**TASK DESCRIPTION**
Report every line of the listing below in which the string "StdoutDisplaySink" occurs.

**SUPPLIED MATERIAL**
○ ○ ○ ○ ○

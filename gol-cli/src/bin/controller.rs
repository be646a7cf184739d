use std::net::TcpStream;

use gol_base::Result;
use gol_codec::encode_initial;
use gol_controller::{Controller, CrosstermIntentSource, GridMirror, StdoutDisplaySink};
use gol_grid::{size_int_bytes, BrokerParams};
use gol_net::{call_broker, BrokerCall, BrokerReply};

const USAGE: &str = "usage: gol-controller-bin <broker-rpc-addr> <broker-event-addr> <width> <height> <turns> <threads> <input.pgm> <output-prefix>";

fn main() {
    gol_cli::install_tracing();
    let mut args = std::env::args().skip(1);
    let rpc_addr = gol_cli::next_arg(&mut args, USAGE);
    let event_addr = gol_cli::next_arg(&mut args, USAGE);
    let width: u32 = gol_cli::next_arg_parsed(&mut args, USAGE);
    let height: u32 = gol_cli::next_arg_parsed(&mut args, USAGE);
    let turns: u32 = gol_cli::next_arg_parsed(&mut args, USAGE);
    let threads: u32 = gol_cli::next_arg_parsed(&mut args, USAGE);
    let input_path = gol_cli::next_arg(&mut args, USAGE);
    let output_prefix = gol_cli::next_arg(&mut args, USAGE);

    let code = gol_cli::exit_code(run(
        &rpc_addr,
        &event_addr,
        width,
        height,
        turns,
        threads,
        &input_path,
        output_prefix,
    ));
    std::process::exit(code);
}

#[allow(clippy::too_many_arguments)]
fn run(
    rpc_addr: &str,
    event_addr: &str,
    width: u32,
    height: u32,
    turns: u32,
    threads: u32,
    input_path: &str,
    output_prefix: String,
) -> Result<()> {
    // The event connection must be open before `Broker.Init` is sent --
    // the broker blocks that call on a controller connection arriving.
    let event_stream = TcpStream::connect(event_addr)?;
    let mut rpc_stream = TcpStream::connect(rpc_addr)?;

    let pixels = gol_controller::read_pgm_file(input_path, width, height)?;
    let initial_pixels = encode_initial(&pixels, width, height);
    let bp = BrokerParams {
        turns,
        threads,
        image_width: width,
        image_height: height,
        initial_pixels,
    };
    bp.validate()?;

    match call_broker(&mut rpc_stream, &BrokerCall::Init(bp))? {
        BrokerReply::Ok => {}
        BrokerReply::Err(msg) => return Err(gol_base::err(msg)),
    }

    let size_int = size_int_bytes(width.max(height));
    let mirror = GridMirror::new(width, height, pixels);
    let display = StdoutDisplaySink;
    let intents = CrosstermIntentSource::new()?;

    let controller = Controller::new(event_stream, rpc_stream, size_int, mirror, display, output_prefix);
    controller.run(intents)
}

○ ○ ○ ○ ○

**EXERCISE ANSWER**
use gol_controller::{Controller, CrosstermIntentSource, GridMirror, StdoutDisplaySink};
    let display = StdoutDisplaySink;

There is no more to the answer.